The $2.3 million project repositioned rail crossing gates closer to the tracks, meant to eliminate a hazard in which vehicles become pinned after the gates come down. In the two collisions, a gate came down behind or on top of vehicles as they waited at a stoplight.

In the 3rd Congressional District Democratic primary in March, U.S. Rep. Dan Lipinski, who had held the seat since 2005, lost Marie Newman, acknowledging after his defeat that his anti-abortion stance was a factor.

Newman vastly outspent Lipinski on TV commercials in which she contrasted their views on abortion, and she went on to defeat Republican challenger Mike Fricilone in the November election.

In late October, Illinois Gaming Board officials said a decision on awarding a casino license in the south suburbs was at least a half-year away, blaming the pandemic for contributing to a delay in evaluating applications.

The gaming board was supposed to have awarded the license within 12 months of receiving the applications, putting the deadline at Oct. 28. However, the board could, under the gambling expansion law, provide written explanations of a delay to the applicants.

Calumet City has proposed using part of the River Oaks shopping center at Torrence Avenue east of Interstate 94, for a casino and related development; a site at the interchange of Halsted Street and I-80/294 that straddles the border of East Hazel Crest and Homewood is also among the applicants as are sites in Lynwood and Matteson.

Notable Southland deaths

Early on Thanksgiving Day, Frankfort native Zachary Plantz, 27, died after the car he was driving struck the rear of a semi in Naples, Florida. The sole occupant of the vehicle, Plantz was a senior policy adviser to Lipinski and managed his primary campaign against Newman.
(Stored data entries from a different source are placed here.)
use crate::binding::AddressGroupBinding;
use crate::refs::{AddressGroupRef, ServiceRef};
use crate::service::{AddressGroupSource, AggregatedAddressGroup};
use ahash::AHashMap as HashMap;

/// Computes `AggregatedAddressGroups = spec ∪ bindings` for a service: the
/// union of the service's spec-declared address groups and every
/// `AddressGroupBinding` targeting it, preferring `Source::Spec` when both
/// apply. Intentionally not cached or persisted — call this fresh inside
/// every transaction that needs the view.
pub fn aggregated_address_groups(
    service: &ServiceRef,
    spec_address_groups: &[AddressGroupRef],
    bindings: impl IntoIterator<Item = AddressGroupBinding>,
) -> Vec<AggregatedAddressGroup> {
    let mut by_key: HashMap<(String, String), AggregatedAddressGroup> = HashMap::default();

    for ag in spec_address_groups {
        by_key.insert(
            (ag.namespace.clone(), ag.name.clone()),
            AggregatedAddressGroup {
                address_group: ag.clone(),
                source: AddressGroupSource::Spec,
            },
        );
    }

    for binding in bindings {
        if binding.service_ref.namespace != service.namespace
            || binding.service_ref.name != service.name
        {
            continue;
        }
        let key = (
            binding.address_group_ref.namespace.clone(),
            binding.address_group_ref.name.clone(),
        );
        by_key.entry(key).or_insert(AggregatedAddressGroup {
            address_group: binding.address_group_ref,
            source: AddressGroupSource::Binding,
        });
    }

    let mut out: Vec<_> = by_key.into_values().collect();
    out.sort_by(|a, b| {
        (a.address_group.namespace.as_str(), a.address_group.name.as_str())
            .cmp(&(b.address_group.namespace.as_str(), b.address_group.name.as_str()))
    });
    out
}
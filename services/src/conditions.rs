use async_trait::async_trait;
use netguard_pg_backend_core::{AddressGroupBinding, Result, Service, ServiceAlias};
use tracing::debug;

/// Surfaces status conditions on intent resources after a successful
/// commit. Failures are logged by the caller and never fail the primary
/// mutation — this trait's methods return `Result` only so a real
/// implementation can report transient I/O, not to make the caller treat
/// every failure as fatal.
#[async_trait]
pub trait ConditionManager: Send + Sync {
    async fn process_service_conditions(&self, service: &Service) -> Result<()>;
    async fn process_service_alias_conditions(&self, alias: &ServiceAlias) -> Result<()>;
    async fn process_address_group_binding_conditions(&self, binding: &AddressGroupBinding) -> Result<()>;
}

/// The default collaborator: no external status-reporting surface is wired
/// up, so processing a condition is just a debug-level trace of the event.
#[derive(Clone, Copy, Default)]
pub struct LoggingConditionManager;

#[async_trait]
impl ConditionManager for LoggingConditionManager {
    async fn process_service_conditions(&self, service: &Service) -> Result<()> {
        debug!(service = %service.id, "processing service conditions");
        Ok(())
    }

    async fn process_service_alias_conditions(&self, alias: &ServiceAlias) -> Result<()> {
        debug!(alias = %alias.id, "processing service alias conditions");
        Ok(())
    }

    async fn process_address_group_binding_conditions(&self, binding: &AddressGroupBinding) -> Result<()> {
        debug!(binding = %binding.id, "processing address group binding conditions");
        Ok(())
    }
}
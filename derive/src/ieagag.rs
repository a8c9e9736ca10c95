use crate::aggregate_ports::aggregate_by_transport;
use crate::name::deterministic_name;
use ahash::AHashSet as HashSet;
use netguard_pg_backend_core::{
    aggregated_address_groups, Action, IEAgAgRule, PortSpec, Result, ResourceIdentifier, RuleS2S,
    SelfRef, Service, ServiceRef, Traffic,
};
use netguard_pg_backend_store::{
    AddressGroupBindingReader, IEAgAgRuleReader, IEAgAgRuleWriter, Scope, ServiceAliasReader,
    ServiceReader, SyncOp,
};
use tracing::{debug, instrument};

async fn resolve_alias_target<A, S>(
    aliases: &A,
    services: &S,
    alias_ref_id: &ResourceIdentifier,
) -> Result<(ServiceRef, Service)>
where
    A: ServiceAliasReader,
    S: ServiceReader,
{
    let alias = aliases.get_by_id(alias_ref_id).await?;
    let service_id = alias.service_ref.resolve(&alias.id.0.namespace);
    let service = services.get_by_id(&service_id).await?;
    let service_ref = ServiceRef::new(service_id.name.clone(), service_id.namespace.clone());
    Ok((service_ref, service))
}

/// The full derivation for one `RuleS2S`, pure apart from the reads needed
/// to resolve aliases, services, and bindings. Returns an empty set (not an
/// error) when either address-group set or the port source is empty.
#[instrument(skip(aliases, services, bindings, rule), fields(rule = %rule.id))]
pub async fn derive_for_rule<A, S, B>(
    aliases: &A,
    services: &S,
    bindings: &B,
    rule: &RuleS2S,
) -> Result<Vec<IEAgAgRule>>
where
    A: ServiceAliasReader,
    S: ServiceReader,
    B: AddressGroupBindingReader,
{
    let local_id = rule.service_local_ref.resolve(&rule.id.0.namespace);
    let target_id = rule.service_ref.resolve(&rule.id.0.namespace);

    let (local_ref, local_service) = resolve_alias_target(aliases, services, &local_id).await?;
    let (target_ref, target_service) = resolve_alias_target(aliases, services, &target_id).await?;

    let all_bindings = bindings.list_all(&Scope::Empty).await?;

    let local_ags = aggregated_address_groups(
        &local_ref,
        &local_service.address_groups,
        all_bindings.clone(),
    );
    let target_ags =
        aggregated_address_groups(&target_ref, &target_service.address_groups, all_bindings);

    if local_ags.is_empty() || target_ags.is_empty() {
        debug!("empty address group set, no rules derived");
        return Ok(vec![]);
    }

    let port_source = match rule.traffic {
        Traffic::Ingress => &local_service.ingress_ports,
        Traffic::Egress => &target_service.ingress_ports,
    };
    let groups = aggregate_by_transport(port_source);
    if groups.is_empty() {
        debug!("no ports from port source, no rules derived");
        return Ok(vec![]);
    }

    let mut out = Vec::with_capacity(local_ags.len() * target_ags.len() * groups.len());
    for local_ag in &local_ags {
        for target_ag in &target_ags {
            for (transport, destination) in &groups {
                let name = deterministic_name(
                    rule.traffic,
                    &local_ag.address_group.name,
                    &target_ag.address_group.name,
                    *transport,
                );
                out.push(IEAgAgRule {
                    id: SelfRef::new(ResourceIdentifier::new(rule.id.0.namespace.clone(), name)),
                    transport: *transport,
                    traffic: rule.traffic,
                    address_group_local: local_ag.address_group.clone(),
                    address_group: target_ag.address_group.clone(),
                    ports: vec![PortSpec {
                        destination: destination.clone(),
                        source: String::new(),
                    }],
                    action: Action::Accept,
                    logs: true,
                    trace: rule.trace,
                    priority: IEAgAgRule::PRIORITY_DEFAULT,
                });
            }
        }
    }
    Ok(out)
}

/// Computes the union of `derive_for_rule` across every rule in `rules`,
/// deduplicating by name (two rules can legitimately aggregate into the
/// same `(traffic, localAG, targetAG, protocol)` group).
pub async fn derive_for_many<A, S, B>(
    aliases: &A,
    services: &S,
    bindings: &B,
    rules: &[RuleS2S],
) -> Result<Vec<IEAgAgRule>>
where
    A: ServiceAliasReader,
    S: ServiceReader,
    B: AddressGroupBindingReader,
{
    let mut by_name = ahash::AHashMap::new();
    for rule in rules {
        for derived in derive_for_rule(aliases, services, bindings, rule).await? {
            by_name.insert(derived.id.0.name.clone(), derived);
        }
    }
    Ok(by_name.into_values().collect())
}

/// Reads the currently stored `IEAgAgRule`s scoped to `namespace`, diffs
/// against `desired`, and issues one writer transaction that upserts the
/// desired set and deletes whatever is no longer desired. A no-op world
/// (nothing to upsert, nothing to delete) still performs the sync call —
/// reconciling to an unchanged result is idempotent, not skipped.
#[instrument(skip(current_reader, writer, desired))]
pub async fn reconcile<R, W>(
    current_reader: &R,
    writer: &mut W,
    namespace: &str,
    desired: Vec<IEAgAgRule>,
) -> Result<(usize, usize)>
where
    R: IEAgAgRuleReader,
    W: IEAgAgRuleWriter,
{
    let current = current_reader
        .list_all(&Scope::Namespace(namespace.to_string()))
        .await?;

    let desired_names: HashSet<String> = desired.iter().map(|r| r.id.0.name.clone()).collect();
    let to_delete: Vec<ResourceIdentifier> = current
        .iter()
        .filter(|r| !desired_names.contains(&r.id.0.name))
        .map(|r| r.id.0.clone())
        .collect();

    let upsert_count = desired.len();
    let delete_count = to_delete.len();
    let upsert_ids: Vec<ResourceIdentifier> = desired.iter().map(|r| r.id.0.clone()).collect();

    // Scoped to exactly the ids being written, not the whole namespace, so
    // this upsert never touches rows the diff didn't decide about.
    writer
        .sync(Scope::ResourceIdentifiers(upsert_ids), desired, SyncOp::Upsert)
        .await?;
    if !to_delete.is_empty() {
        writer.delete_by_ids(to_delete).await?;
    }

    debug!(upsert_count, delete_count, "reconciled IEAgAgRules");
    Ok((upsert_count, delete_count))
}
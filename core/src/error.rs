use crate::identifier::ResourceIdentifier;
use thiserror::Error;

/// The abstract error taxonomy every validator, regenerator, and
/// resource-service method returns (or propagates) a variant of; callers
/// are expected to match on `kind`-bearing fields rather than on the
/// rendered message.
#[derive(Debug, Error)]
pub enum Error {
    #[error("{kind} {id} not found")]
    NotFound { kind: &'static str, id: ResourceIdentifier },

    #[error("{kind} {id} invalid: {reason}")]
    Invalid {
        kind: &'static str,
        id: ResourceIdentifier,
        reason: String,
    },

    #[error("{kind} {id} references nonexistent {ref_kind} {ref_id}: {reason}")]
    ReferenceInvalid {
        kind: &'static str,
        id: ResourceIdentifier,
        ref_kind: &'static str,
        ref_id: ResourceIdentifier,
        reason: String,
    },

    #[error("{kind} {id} duplicates {conflicting_id}")]
    DuplicateRule {
        kind: &'static str,
        id: ResourceIdentifier,
        conflicting_id: ResourceIdentifier,
    },

    #[error("{kind} {id} field {field} is immutable")]
    Immutable {
        kind: &'static str,
        id: ResourceIdentifier,
        field: &'static str,
    },

    #[error("{kind} {id} has {} live dependents", dependents.len())]
    DependencyExists {
        kind: &'static str,
        id: ResourceIdentifier,
        dependents: Vec<ResourceIdentifier>,
    },

    #[error(
        "services {service_a} and {service_b} conflict on address group {address_group} protocol {protocol}: {overlap}"
    )]
    PortConflict {
        service_a: ResourceIdentifier,
        service_b: ResourceIdentifier,
        address_group: ResourceIdentifier,
        protocol: &'static str,
        overlap: String,
    },

    #[error("transient I/O failure: {0}")]
    TransientIO(#[source] anyhow::Error),

    #[error("operation cancelled")]
    Cancelled,
}

pub type Result<T> = std::result::Result<T, Error>;
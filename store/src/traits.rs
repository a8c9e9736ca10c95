use async_trait::async_trait;
use netguard_pg_backend_core::Result;

/// Consumed on `commit`/`abort` so a writer cannot be reused afterwards —
/// enforced by the type system rather than a runtime flag.
#[async_trait]
pub trait Transaction: Send {
    async fn commit(self: Box<Self>) -> Result<()>;
    async fn abort(self: Box<Self>);
}

/// Declares a `{Kind}Reader`/`{Kind}Writer` trait pair for one resource
/// kind: a scoped-list operation taking a consumer callback that may stop
/// iteration early by returning an error, a point lookup, and per-kind
/// sync/delete on the writer side.
macro_rules! kind_store {
    ($reader:ident, $writer:ident, $ty:ty, $kind:literal) => {
        #[async_trait]
        pub trait $reader: Send + Sync {
            const KIND: &'static str = $kind;

            async fn get_by_id(&self, id: &ResourceIdentifier) -> Result<$ty>;

            /// Invokes `consume` for each row in `scope`, in unspecified
            /// order. `consume` returning `Err` stops iteration and that
            /// error is propagated.
            async fn list(
                &self,
                scope: &Scope,
                consume: &mut (dyn FnMut($ty) -> Result<()> + Send),
            ) -> Result<()>;

            /// Convenience built on `list`: collects every row in `scope`.
            async fn list_all(&self, scope: &Scope) -> Result<Vec<$ty>> {
                let mut out = Vec::new();
                self.list(scope, &mut |item| {
                    out.push(item);
                    Ok(())
                })
                .await?;
                Ok(out)
            }
        }

        #[async_trait]
        pub trait $writer: Transaction {
            /// Rewrites (`Upsert`) or removes (`Delete`) exactly the rows
            /// in `scope` to/from `items`.
            async fn sync(&mut self, scope: Scope, items: Vec<$ty>, op: SyncOp) -> Result<()>;

            async fn delete_by_ids(&mut self, ids: Vec<ResourceIdentifier>) -> Result<()>;
        }
    };
}

pub(crate) use kind_store;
Mary Margaret “Maggie” Crotty, most recently Bremen Township supervisor and a former longtime state legislator representing the south suburbs, died Nov. 5 at age 72.

Crotty in September stepped down as supervisor for health reasons. She had served as supervisor since 2005. She previously held elected positions as a state senator, state representative and Democratic Party committeeman for Bremen Township. Crotty lived in Oak Forest.

Following a years-long battle against prostate cancer, Will County Executive Larry Walsh died June 4 at his home at the age of 72.

The Elwood farmer began his political career at 21 when he joined the Elwood school board in 1970. In 1973, he was elected as Jackson Township supervisor, a position he held until December 2004.

Walsh served on the Will County Board in 1974 and again in 1992, and in the Illinois Senate from April 1997 until January 2005, when he took office as Will County executive. He was diagnosed with cancer in 2014.

One of the south suburbs’ longest-serving mayors, Steger’s Lou Sherman, died Aug. 9 at the age of 92.He served as Steger’s mayor for 40 years and did not seek reelection in 2013.

Born on Christmas Day in 1927, Sherman served in the Army during World War II and is a past president of the South Suburban Mayors and Managers Association. He formerly served as a board member of the Illinois Municipal League.